Data provided:
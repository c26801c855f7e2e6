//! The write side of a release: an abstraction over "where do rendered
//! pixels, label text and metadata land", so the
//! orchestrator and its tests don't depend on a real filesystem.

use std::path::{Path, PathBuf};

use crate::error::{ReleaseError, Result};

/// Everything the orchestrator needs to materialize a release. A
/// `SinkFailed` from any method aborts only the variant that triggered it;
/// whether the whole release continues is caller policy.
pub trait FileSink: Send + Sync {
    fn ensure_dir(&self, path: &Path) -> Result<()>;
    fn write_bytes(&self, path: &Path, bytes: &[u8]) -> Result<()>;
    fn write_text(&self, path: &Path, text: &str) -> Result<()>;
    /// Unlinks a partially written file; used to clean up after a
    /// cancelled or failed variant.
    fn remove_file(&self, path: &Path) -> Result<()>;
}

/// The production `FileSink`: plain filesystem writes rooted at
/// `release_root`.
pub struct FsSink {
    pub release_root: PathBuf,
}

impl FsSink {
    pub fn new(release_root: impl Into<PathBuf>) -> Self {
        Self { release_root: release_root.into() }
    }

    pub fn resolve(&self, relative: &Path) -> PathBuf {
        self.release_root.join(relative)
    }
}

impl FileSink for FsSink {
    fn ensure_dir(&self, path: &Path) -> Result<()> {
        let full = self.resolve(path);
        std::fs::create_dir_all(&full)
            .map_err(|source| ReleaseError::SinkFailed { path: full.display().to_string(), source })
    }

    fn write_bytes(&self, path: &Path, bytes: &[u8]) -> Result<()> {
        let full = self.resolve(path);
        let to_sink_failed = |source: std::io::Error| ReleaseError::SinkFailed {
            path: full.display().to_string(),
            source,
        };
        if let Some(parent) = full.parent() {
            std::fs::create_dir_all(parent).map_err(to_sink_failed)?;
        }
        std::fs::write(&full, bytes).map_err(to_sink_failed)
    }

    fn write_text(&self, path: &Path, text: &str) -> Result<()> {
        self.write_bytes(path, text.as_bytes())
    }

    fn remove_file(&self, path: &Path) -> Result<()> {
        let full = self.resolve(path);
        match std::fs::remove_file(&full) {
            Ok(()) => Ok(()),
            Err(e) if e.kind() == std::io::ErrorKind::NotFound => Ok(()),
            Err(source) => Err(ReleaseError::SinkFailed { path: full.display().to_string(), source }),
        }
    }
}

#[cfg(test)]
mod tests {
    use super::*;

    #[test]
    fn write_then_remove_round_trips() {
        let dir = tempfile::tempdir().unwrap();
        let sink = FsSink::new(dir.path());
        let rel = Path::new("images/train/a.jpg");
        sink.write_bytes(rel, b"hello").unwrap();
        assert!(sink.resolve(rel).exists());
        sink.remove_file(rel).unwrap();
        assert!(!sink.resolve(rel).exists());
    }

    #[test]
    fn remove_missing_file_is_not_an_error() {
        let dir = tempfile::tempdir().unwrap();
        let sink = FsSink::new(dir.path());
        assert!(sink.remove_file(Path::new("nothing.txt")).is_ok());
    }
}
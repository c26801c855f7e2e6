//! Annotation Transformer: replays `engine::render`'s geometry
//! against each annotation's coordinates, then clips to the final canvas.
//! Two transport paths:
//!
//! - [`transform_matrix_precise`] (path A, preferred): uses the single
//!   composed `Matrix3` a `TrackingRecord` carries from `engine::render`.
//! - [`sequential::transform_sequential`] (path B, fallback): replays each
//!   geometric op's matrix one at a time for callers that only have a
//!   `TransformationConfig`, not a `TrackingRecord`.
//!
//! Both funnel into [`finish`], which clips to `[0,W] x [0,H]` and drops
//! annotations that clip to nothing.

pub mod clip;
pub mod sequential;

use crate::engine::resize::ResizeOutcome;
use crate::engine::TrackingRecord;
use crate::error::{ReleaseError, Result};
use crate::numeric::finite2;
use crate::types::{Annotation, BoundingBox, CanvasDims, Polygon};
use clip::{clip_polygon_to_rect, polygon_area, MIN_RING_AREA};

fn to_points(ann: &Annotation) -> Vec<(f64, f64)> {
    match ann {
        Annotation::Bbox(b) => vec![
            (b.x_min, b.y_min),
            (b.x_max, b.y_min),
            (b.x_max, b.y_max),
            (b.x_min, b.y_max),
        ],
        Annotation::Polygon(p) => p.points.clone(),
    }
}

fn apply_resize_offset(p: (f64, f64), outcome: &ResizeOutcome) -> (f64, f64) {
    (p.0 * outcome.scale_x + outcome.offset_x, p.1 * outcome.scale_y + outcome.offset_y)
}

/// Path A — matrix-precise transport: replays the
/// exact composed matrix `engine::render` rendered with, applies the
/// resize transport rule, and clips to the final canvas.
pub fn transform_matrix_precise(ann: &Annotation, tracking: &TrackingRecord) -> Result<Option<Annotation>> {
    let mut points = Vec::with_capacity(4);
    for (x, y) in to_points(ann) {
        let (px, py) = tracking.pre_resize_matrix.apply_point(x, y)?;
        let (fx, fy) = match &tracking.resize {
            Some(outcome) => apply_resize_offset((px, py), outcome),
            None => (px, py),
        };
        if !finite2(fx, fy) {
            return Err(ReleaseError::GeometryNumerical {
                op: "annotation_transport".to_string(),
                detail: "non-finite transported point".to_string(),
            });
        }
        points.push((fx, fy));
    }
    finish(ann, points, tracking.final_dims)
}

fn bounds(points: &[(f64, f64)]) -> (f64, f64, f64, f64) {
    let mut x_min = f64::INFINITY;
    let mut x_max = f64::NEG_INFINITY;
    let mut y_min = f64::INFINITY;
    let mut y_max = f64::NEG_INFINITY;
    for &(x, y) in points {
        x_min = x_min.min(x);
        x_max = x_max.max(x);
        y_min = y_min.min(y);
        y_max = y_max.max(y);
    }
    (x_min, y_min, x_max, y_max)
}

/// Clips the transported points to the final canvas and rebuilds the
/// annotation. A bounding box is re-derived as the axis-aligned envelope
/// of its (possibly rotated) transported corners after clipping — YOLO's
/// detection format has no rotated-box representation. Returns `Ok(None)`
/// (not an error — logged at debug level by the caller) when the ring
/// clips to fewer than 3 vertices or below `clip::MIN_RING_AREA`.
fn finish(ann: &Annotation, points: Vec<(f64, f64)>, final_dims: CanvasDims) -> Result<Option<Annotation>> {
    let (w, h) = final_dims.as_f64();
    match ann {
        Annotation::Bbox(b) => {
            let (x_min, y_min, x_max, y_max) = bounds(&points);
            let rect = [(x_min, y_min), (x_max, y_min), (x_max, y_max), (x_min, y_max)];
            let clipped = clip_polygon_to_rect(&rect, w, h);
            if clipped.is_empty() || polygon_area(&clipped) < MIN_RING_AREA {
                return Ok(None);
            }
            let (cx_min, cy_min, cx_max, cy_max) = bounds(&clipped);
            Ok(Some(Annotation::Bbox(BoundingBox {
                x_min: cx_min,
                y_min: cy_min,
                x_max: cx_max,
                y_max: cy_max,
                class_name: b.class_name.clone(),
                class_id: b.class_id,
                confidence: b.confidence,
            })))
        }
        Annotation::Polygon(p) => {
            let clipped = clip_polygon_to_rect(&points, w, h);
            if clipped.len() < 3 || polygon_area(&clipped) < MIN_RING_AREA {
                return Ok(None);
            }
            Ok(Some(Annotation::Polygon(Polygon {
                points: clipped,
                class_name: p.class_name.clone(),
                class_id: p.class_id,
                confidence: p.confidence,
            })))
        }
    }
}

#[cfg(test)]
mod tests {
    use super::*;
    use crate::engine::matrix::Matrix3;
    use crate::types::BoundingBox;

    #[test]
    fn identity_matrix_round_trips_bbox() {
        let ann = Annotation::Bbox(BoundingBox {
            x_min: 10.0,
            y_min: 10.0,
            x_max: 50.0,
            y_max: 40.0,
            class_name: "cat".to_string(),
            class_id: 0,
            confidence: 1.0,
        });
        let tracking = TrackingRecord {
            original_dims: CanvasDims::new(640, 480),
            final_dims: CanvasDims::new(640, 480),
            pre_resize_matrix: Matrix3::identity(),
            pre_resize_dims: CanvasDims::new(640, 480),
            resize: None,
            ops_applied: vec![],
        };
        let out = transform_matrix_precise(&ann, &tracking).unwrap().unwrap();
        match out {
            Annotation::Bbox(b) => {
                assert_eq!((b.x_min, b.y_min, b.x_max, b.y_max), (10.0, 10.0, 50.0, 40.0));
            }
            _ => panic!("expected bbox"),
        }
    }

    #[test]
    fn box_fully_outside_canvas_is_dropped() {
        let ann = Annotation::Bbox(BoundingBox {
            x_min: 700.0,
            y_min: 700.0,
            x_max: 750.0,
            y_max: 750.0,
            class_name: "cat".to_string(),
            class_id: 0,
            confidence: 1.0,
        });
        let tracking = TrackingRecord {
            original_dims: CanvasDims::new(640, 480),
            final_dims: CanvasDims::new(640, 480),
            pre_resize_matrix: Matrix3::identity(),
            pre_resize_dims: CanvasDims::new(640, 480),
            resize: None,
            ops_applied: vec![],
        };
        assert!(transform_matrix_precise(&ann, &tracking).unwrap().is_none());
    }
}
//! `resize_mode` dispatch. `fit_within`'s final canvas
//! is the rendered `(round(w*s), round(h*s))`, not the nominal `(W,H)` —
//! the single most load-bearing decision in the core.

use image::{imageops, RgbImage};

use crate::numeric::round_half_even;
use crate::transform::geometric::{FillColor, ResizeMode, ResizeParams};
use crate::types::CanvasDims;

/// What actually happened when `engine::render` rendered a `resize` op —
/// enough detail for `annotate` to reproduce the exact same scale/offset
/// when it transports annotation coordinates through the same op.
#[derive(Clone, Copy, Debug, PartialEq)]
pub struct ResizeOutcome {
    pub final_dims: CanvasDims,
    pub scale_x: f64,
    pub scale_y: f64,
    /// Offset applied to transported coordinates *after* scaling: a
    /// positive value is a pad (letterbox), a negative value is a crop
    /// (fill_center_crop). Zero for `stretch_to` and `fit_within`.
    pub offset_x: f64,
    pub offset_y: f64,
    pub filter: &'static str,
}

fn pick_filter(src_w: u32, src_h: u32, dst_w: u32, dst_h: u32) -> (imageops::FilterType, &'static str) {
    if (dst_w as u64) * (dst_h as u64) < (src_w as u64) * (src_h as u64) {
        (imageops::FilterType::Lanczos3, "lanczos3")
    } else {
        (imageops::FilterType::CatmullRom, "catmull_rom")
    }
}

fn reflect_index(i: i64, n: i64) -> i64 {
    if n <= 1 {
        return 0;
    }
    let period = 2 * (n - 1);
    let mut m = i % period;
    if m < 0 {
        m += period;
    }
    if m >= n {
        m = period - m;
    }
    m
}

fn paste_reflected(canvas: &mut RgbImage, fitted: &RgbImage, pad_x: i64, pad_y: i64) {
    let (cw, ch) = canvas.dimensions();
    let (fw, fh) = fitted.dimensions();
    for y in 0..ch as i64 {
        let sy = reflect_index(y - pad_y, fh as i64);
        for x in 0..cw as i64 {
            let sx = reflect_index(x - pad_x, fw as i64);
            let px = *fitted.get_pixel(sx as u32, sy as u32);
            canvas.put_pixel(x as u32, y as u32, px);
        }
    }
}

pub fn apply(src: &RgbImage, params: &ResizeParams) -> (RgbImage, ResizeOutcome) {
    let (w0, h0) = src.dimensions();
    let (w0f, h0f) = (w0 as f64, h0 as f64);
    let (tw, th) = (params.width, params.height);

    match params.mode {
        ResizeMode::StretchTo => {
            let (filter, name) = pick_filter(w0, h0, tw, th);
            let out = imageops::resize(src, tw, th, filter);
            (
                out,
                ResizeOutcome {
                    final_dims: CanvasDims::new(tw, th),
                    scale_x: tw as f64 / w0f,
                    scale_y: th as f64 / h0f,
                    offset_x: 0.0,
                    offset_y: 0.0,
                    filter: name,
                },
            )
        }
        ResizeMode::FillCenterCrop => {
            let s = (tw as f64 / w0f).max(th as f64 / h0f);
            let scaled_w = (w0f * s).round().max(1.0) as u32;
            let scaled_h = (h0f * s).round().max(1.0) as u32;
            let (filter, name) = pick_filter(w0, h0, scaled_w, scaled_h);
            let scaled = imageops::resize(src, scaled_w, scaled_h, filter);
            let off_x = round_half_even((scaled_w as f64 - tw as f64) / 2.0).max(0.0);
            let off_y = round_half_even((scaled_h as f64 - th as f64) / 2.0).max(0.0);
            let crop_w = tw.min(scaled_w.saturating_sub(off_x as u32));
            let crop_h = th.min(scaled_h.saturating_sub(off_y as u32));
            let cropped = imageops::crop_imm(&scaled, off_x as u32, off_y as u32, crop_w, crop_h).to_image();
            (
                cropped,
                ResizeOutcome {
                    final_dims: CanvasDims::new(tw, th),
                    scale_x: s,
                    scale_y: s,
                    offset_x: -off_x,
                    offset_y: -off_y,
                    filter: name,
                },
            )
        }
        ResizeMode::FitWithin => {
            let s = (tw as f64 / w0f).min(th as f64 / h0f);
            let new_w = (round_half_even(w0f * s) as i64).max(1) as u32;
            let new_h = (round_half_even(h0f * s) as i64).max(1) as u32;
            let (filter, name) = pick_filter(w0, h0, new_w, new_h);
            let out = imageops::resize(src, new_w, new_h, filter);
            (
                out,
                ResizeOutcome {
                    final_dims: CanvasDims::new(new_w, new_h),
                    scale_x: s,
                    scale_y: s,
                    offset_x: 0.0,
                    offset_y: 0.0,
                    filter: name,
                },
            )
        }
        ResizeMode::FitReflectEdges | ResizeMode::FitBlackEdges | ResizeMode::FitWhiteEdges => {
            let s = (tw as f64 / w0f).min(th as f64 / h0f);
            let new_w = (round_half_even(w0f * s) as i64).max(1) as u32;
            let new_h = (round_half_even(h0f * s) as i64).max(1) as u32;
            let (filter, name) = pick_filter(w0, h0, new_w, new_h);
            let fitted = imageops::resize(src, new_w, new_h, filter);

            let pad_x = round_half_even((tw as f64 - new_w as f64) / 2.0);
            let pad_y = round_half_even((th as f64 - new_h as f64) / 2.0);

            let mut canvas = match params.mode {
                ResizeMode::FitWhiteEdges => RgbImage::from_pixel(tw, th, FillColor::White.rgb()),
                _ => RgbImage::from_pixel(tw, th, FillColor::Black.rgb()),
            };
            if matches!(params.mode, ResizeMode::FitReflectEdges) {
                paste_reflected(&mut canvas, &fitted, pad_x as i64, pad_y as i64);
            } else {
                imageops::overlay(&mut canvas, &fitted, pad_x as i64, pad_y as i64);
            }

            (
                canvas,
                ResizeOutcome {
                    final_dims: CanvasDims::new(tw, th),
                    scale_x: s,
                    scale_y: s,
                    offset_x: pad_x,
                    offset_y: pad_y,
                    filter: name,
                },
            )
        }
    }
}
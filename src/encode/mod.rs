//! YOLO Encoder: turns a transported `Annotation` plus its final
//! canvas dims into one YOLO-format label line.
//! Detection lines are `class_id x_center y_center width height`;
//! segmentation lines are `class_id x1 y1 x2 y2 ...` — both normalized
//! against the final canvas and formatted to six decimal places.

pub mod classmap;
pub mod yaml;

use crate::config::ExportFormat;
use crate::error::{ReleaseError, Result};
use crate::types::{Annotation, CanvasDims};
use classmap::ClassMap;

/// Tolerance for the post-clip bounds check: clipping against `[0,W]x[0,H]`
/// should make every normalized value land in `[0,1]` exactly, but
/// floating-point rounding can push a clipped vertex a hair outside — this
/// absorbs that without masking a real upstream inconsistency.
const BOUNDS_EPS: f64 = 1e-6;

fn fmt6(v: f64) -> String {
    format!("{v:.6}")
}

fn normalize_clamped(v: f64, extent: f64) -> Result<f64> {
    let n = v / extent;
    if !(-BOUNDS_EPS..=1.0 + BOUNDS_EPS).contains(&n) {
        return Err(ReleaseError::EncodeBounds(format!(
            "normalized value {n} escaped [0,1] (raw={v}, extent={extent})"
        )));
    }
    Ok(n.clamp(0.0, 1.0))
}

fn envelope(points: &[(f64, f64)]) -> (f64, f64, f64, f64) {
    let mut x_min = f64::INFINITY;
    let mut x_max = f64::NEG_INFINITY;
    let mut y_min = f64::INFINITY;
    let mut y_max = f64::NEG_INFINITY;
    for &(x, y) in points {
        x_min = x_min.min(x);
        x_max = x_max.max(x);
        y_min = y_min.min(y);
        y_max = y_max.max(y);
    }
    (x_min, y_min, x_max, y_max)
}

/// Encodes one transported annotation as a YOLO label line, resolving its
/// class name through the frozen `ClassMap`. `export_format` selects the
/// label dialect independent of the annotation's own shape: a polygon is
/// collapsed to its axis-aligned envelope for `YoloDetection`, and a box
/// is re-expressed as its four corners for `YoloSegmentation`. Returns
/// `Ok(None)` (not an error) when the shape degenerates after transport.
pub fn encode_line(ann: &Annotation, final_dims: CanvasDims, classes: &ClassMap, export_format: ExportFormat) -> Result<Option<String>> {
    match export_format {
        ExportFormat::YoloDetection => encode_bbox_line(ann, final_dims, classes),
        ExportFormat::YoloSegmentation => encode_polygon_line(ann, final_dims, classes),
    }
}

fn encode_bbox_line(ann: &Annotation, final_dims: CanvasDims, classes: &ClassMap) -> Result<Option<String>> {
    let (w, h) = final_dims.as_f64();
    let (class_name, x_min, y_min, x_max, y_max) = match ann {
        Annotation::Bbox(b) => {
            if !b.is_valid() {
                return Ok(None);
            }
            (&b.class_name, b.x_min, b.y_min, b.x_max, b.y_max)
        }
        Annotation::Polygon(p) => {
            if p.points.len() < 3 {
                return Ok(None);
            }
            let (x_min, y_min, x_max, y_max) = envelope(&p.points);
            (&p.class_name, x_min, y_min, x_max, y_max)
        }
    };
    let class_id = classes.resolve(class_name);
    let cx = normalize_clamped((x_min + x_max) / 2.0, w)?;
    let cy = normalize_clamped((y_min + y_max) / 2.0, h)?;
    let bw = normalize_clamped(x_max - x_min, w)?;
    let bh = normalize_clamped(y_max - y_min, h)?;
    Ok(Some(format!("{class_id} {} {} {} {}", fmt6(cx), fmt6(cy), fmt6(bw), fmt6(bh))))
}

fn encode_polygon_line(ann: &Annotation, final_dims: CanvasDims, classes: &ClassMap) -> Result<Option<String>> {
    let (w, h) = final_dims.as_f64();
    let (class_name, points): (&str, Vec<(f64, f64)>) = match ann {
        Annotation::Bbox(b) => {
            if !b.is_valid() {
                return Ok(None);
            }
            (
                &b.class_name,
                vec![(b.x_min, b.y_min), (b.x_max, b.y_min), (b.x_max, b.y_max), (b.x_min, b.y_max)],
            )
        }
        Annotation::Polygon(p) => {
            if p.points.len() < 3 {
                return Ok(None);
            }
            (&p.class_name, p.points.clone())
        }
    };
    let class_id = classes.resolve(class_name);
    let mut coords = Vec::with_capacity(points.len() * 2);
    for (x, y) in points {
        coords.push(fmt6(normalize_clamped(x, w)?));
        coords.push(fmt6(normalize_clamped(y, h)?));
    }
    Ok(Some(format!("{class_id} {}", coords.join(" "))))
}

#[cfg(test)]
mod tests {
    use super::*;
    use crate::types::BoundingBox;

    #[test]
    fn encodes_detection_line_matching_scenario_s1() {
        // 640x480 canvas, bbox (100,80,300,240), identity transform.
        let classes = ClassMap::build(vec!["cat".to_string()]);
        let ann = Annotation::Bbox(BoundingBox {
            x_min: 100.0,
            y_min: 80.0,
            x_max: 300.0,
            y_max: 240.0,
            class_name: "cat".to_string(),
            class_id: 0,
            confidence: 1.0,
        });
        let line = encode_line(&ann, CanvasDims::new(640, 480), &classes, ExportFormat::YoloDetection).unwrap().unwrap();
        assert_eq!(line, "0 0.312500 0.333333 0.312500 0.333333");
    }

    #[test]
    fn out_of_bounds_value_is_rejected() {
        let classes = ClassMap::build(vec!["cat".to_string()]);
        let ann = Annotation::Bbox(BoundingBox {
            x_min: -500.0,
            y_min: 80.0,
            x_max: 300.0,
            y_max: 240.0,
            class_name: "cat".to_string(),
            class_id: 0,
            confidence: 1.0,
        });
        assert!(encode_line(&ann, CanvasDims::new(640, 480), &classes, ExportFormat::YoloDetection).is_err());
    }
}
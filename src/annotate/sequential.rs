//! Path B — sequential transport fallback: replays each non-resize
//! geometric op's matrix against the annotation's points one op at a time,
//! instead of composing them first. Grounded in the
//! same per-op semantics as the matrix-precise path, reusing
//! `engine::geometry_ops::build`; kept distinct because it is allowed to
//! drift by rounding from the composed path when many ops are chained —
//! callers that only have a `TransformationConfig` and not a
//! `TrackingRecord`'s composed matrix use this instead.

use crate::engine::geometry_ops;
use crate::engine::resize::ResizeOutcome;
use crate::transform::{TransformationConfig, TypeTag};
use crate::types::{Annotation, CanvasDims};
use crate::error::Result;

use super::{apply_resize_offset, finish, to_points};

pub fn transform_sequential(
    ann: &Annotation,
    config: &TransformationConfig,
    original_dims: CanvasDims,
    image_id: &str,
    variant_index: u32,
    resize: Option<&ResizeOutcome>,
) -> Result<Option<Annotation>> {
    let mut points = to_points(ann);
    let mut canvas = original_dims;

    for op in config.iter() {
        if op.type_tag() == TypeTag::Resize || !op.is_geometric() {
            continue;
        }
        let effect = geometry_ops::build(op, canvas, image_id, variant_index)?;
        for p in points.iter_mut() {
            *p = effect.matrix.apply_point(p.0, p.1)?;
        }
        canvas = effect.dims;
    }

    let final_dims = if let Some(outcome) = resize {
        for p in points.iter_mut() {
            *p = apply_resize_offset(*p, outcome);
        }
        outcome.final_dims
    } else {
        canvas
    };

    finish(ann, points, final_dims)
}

Task instructions:
Could you restate, word for word, the lines above from the one with "collapsed to its" to the one with "export_format: ExportFormat) ->", both included?

Answer box:
/// collapsed to its axis-aligned envelope for `YoloDetection`, and a box
/// is re-expressed as its four corners for `YoloSegmentation`. Returns
/// `Ok(None)` (not an error) when the shape degenerates after transport.
pub fn encode_line(ann: &Annotation, final_dims: CanvasDims, classes: &ClassMap, export_format: ExportFormat) -> Result<Option<String>> {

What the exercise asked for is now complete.